Why Are Big Beer Companies Tapping Into the World of Craft Beer?
So, why are companies like AB InBev and MillerCoors going to such great lengths to integrate themselves into the world of craft brewing? There are quite a few different reasons. The first, and probably the most obvious is the fact that big beer has been losing money while craft beer sales are skyrocketing. Leinenkugel’s 10% growth in 2013 is a perfect example of that. Another reason is the shifting perceptions of beer drinkers. While “Joe Six-Pack” is still out there (the guy who religiously buys a case of Bud Lite for the weekend), more and more consumers are coming to think of craft beer as being synonymous with higher quality, innovation and better taste.
Those changing perceptions have led to seismic shifts in what beer is sold and where. As craft brew becomes more and more popular, fewer drinkers are buying big beer and are instead concentrating their efforts on exploring the new options available to them. It’s a wise business move for big breweries to make sure they have a stake in that new world.

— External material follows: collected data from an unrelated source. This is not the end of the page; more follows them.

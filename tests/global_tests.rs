//! The process-wide state. Every test uses its own VM ids because the
//! state is shared by all tests in this binary.

mod common;

use common::{MockVm, Value};
use sqbind::{BindError, ScriptVm, VmHandle, global};

fn vm(id: usize) -> VmHandle {
    VmHandle::from_raw(id).unwrap()
}

#[test]
fn throw_and_drain() {
    let vm = vm(0x100);
    assert!(!global::occurred(vm));
    assert_eq!(global::message(vm), "");

    assert!(global::throw(vm, "a"));
    assert!(!global::throw(vm, "b"));
    assert!(global::occurred(vm));

    assert_eq!(global::message(vm), "a");
    assert!(!global::occurred(vm));
}

#[test]
fn clear_and_check() {
    let vm = vm(0x200);
    global::throw(vm, "gone");
    global::clear(vm);
    assert_eq!(global::check(vm), Ok(()));

    global::throw(vm, "kept");
    assert_eq!(
        global::check(vm),
        Err(BindError::Script {
            message: "kept".into()
        })
    );
}

#[test]
fn report_forwards_to_vm() {
    let mut vm = MockVm::new(0x300);
    vm.push(Value::Null);

    // Error handling is only ever left enabled in this binary.
    assert!(global::report_type_error(&mut vm, 1, "string"));

    assert_eq!(vm.raised, vec!["wrong type (string expected, got null)".to_string()]);
    assert_eq!(
        global::message(vm.handle()),
        "wrong type (string expected, got null)"
    );
}

#[test]
fn default_vm_round_trip_and_close() {
    let vm = vm(0x400);
    global::set_default_vm(vm);
    assert_eq!(global::default_vm(), Some(vm));

    global::throw(vm, "pending");
    assert!(global::check_default().is_err());

    global::throw(vm, "on close");
    assert_eq!(global::close_vm(vm), Some("on close".to_string()));
    assert_ne!(global::default_vm(), Some(vm));
}

#[test]
fn with_state_gives_direct_access() {
    let vm = vm(0x500);
    global::with_state(|state| {
        state.throw(vm, "direct");
        assert!(state.occurred(vm));
    });
    assert_eq!(global::message(vm), "direct");
}

#[test]
fn reentrant_raise_does_not_deadlock() {
    struct ReentrantVm(VmHandle);

    impl ScriptVm for ReentrantVm {
        fn handle(&self) -> VmHandle {
            self.0
        }

        fn type_name_at(&self, _index: isize) -> Option<std::borrow::Cow<'_, str>> {
            None
        }

        fn raise_error(&mut self, _message: &str) {
            assert!(global::occurred(self.0));
        }

        fn last_error(&self) -> Option<String> {
            None
        }
    }

    let mut vm = ReentrantVm(vm(0x600));
    assert!(global::report(&mut vm, "nested"));
    assert_eq!(global::message(vm.0), "nested");
}
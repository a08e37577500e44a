//! Core primitives for binding host code to an embedded script VM.
//!
//! ## Key Types
//!
//! - [`Shared`]: Reference-counted handle giving joint ownership of one heap object
//! - [`VmHandle`]: Opaque identifier for one running VM, owned by the host
//! - [`ErrorRegistry`]: At most one pending error message per VM
//! - [`ErrorHandling`]: Whether recorded errors are also raised inside the VM
//! - [`DefaultVm`]: Fallback VM for call sites that have none at hand
//! - [`BindingState`]: One registry, policy and default slot, owned together

mod config;
mod default_vm;
mod diagnostics;
mod error;
mod policy;
mod registry;
mod shared;
mod state;
mod vm;

pub use config::BindConfig;
pub use default_vm::DefaultVm;
pub use diagnostics::{format_type_error, last_error_string};
pub use error::{BindError, BindResult};
pub use policy::ErrorHandling;
pub use registry::{ErrorRegistry, ThrowMode};
pub use shared::Shared;
pub use state::BindingState;
pub use vm::{ScriptVm, VmHandle};

#[cfg(test)]
pub(crate) mod test_vm;
//! Errors surfaced by the binding state.
//!
//! Recording an error in the registry is never itself an error. These types
//! cover the places where calling code asks for a `Result`: strict-mode
//! recording, draining a pending script error, and using the default VM
//! before one was set.

use thiserror::Error;

/// Result alias for binding operations.
pub type BindResult<T> = Result<T, BindError>;

/// Errors returned by the binding state.
#[derive(Debug, Clone, PartialEq, Eq, Error)]
pub enum BindError {
    /// A new error was rejected because one is already pending for the VM.
    #[error("error already pending ('{existing}'), rejected '{rejected}'")]
    ErrorPending { existing: String, rejected: String },

    /// A pending error was drained from the registry.
    #[error("{message}")]
    Script { message: String },

    /// The default VM was used before being set.
    #[error("no default VM has been set")]
    NoDefaultVm,
}

impl BindError {
    /// The script error text, if this is a drained script error.
    pub fn script_message(&self) -> Option<&str> {
        match self {
            BindError::Script { message } => Some(message),
            _ => None,
        }
    }
}
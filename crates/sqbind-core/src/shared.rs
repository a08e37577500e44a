//! Reference-counted shared ownership for objects crossing the binding boundary.

use std::any::type_name;
use std::fmt;
use std::ops::Deref;
use std::ptr;
use std::rc::Rc;

/// Handle giving shared ownership of one heap-allocated object.
///
/// Any number of handles may point at the same object. The object is dropped
/// exactly once, when the last handle pointing at it is dropped, reset or
/// reassigned. A handle may also be empty and own nothing.
///
/// The count is not atomic, so `Shared` is neither `Send` nor `Sync`: every
/// handle for a given object stays on the thread that created it.
///
/// # Example
///
/// ```ignore
/// use sqbind_core::Shared;
///
/// let a = Shared::new(String::from("player"));
/// let b = a.clone();
/// assert_eq!(a.use_count(), 2);
/// assert!(a == b);
/// ```
pub struct Shared<T: ?Sized> {
    inner: Option<Rc<T>>,
}

impl<T> Shared<T> {
    /// Allocate `value` and return the first handle to it.
    pub fn new(value: T) -> Self {
        Self {
            inner: Some(Rc::new(value)),
        }
    }
}

impl<T: ?Sized> Shared<T> {
    /// Create a handle that owns nothing.
    pub const fn empty() -> Self {
        Self { inner: None }
    }

    /// Take ownership of an already boxed object.
    ///
    /// A `Box<U>` unsizes to `Box<T>` at the call site, so a concrete type
    /// can be stored straight into a `Shared<dyn Trait>`:
    ///
    /// ```ignore
    /// let shape: Shared<dyn Shape> = Shared::from_box(Box::new(Circle::default()));
    /// ```
    pub fn from_box(value: Box<T>) -> Self {
        Self {
            inner: Some(Rc::from(value)),
        }
    }

    /// Release the current object, then take ownership of `value`.
    pub fn init(&mut self, value: Box<T>) {
        self.reset();
        self.inner = Some(Rc::from(value));
    }

    /// Produce a handle of a related element type sharing this handle's count.
    ///
    /// The conversion sees the underlying `Rc`, so unsizing casts work:
    ///
    /// ```ignore
    /// let circle = Shared::new(Circle::default());
    /// let shape: Shared<dyn Shape> = circle.upcast(|rc| rc as Rc<dyn Shape>);
    /// assert_eq!(circle.use_count(), 2);
    /// ```
    ///
    /// # Panics
    ///
    /// Panics if `convert` returns an `Rc` to a different object.
    pub fn upcast<U: ?Sized>(&self, convert: impl FnOnce(Rc<T>) -> Rc<U>) -> Shared<U> {
        let inner = self.inner.clone().map(|rc| {
            let before = Rc::as_ptr(&rc);
            let converted = convert(rc);
            assert!(
                ptr::addr_eq(before, Rc::as_ptr(&converted)),
                "upcast of Shared<{}> returned a different object",
                type_name::<T>()
            );
            converted
        });
        Shared { inner }
    }

    /// Make this handle share `other`'s object, releasing what it held before.
    ///
    /// When both already point at the same object nothing changes, so the
    /// object is never released only to be reacquired.
    pub fn assign(&mut self, other: &Shared<T>) {
        if self.ptr_eq(other) {
            return;
        }
        self.inner = other.inner.clone();
    }

    /// Release ownership and leave the handle empty.
    ///
    /// Returns true if this was the last handle and the object was dropped.
    pub fn reset(&mut self) -> bool {
        match self.inner.take() {
            Some(rc) => {
                let last = Rc::strong_count(&rc) == 1;
                drop(rc);
                last
            }
            None => false,
        }
    }

    /// Borrow the object, or `None` for an empty handle.
    pub fn get(&self) -> Option<&T> {
        self.inner.as_deref()
    }

    /// Address of the object, or null for an empty handle.
    ///
    /// Ownership is not transferred; the address stays valid only while at
    /// least one handle to the object is alive.
    pub fn as_ptr(&self) -> *const () {
        match &self.inner {
            Some(rc) => Rc::as_ptr(rc).cast(),
            None => ptr::null(),
        }
    }

    /// Whether this handle owns an object.
    pub fn is_some(&self) -> bool {
        self.inner.is_some()
    }

    /// Whether this handle is empty.
    pub fn is_none(&self) -> bool {
        self.inner.is_none()
    }

    /// Number of handles sharing this object, 0 for an empty handle.
    pub fn use_count(&self) -> usize {
        self.inner.as_ref().map_or(0, Rc::strong_count)
    }

    /// Whether both handles point at the same object (or are both empty).
    pub fn ptr_eq<U: ?Sized>(&self, other: &Shared<U>) -> bool {
        self.as_ptr() == other.as_ptr()
    }

    /// Whether this handle points at `ptr`. An empty handle matches null.
    pub fn is_ptr<U: ?Sized>(&self, ptr: *const U) -> bool {
        ptr::addr_eq(self.as_ptr(), ptr)
    }
}

impl<T: ?Sized> Clone for Shared<T> {
    fn clone(&self) -> Self {
        Self {
            inner: self.inner.clone(),
        }
    }

    fn clone_from(&mut self, source: &Self) {
        self.assign(source);
    }
}

impl<T: ?Sized> Default for Shared<T> {
    fn default() -> Self {
        Self::empty()
    }
}

impl<T: ?Sized> Deref for Shared<T> {
    type Target = T;

    /// # Panics
    ///
    /// Panics if the handle is empty.
    fn deref(&self) -> &T {
        match &self.inner {
            Some(rc) => &**rc,
            None => panic!("dereferenced an empty Shared<{}>", type_name::<T>()),
        }
    }
}

impl<T: ?Sized> From<Box<T>> for Shared<T> {
    fn from(value: Box<T>) -> Self {
        Self::from_box(value)
    }
}

impl<T: ?Sized> From<Rc<T>> for Shared<T> {
    fn from(value: Rc<T>) -> Self {
        Self { inner: Some(value) }
    }
}

impl<T: ?Sized, U: ?Sized> PartialEq<Shared<U>> for Shared<T> {
    fn eq(&self, other: &Shared<U>) -> bool {
        self.ptr_eq(other)
    }
}

impl<T: ?Sized> Eq for Shared<T> {}

impl<T: ?Sized + fmt::Debug> fmt::Debug for Shared<T> {
    fn fmt(&self, f: &mut fmt::Formatter<'_>) -> fmt::Result {
        match &self.inner {
            Some(rc) => f
                .debug_struct("Shared")
                .field("value", &&**rc)
                .field("use_count", &Rc::strong_count(rc))
                .finish(),
            None => f.write_str("Shared(empty)"),
        }
    }
}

By building up in-house craft brands and through the outright purchase of craft breweries with a proven track record, they give themselves a way to do exactly that. While some drinkers might cry foul about the somewhat deceptive nature of the practice, the fact remains that it’s actually a testament to the power and bright future of the craft beer world. If even mighty AB InBev recognizes the wisdom of building up the company’s craft portfolio, you can bet that independent brewers are doing something right.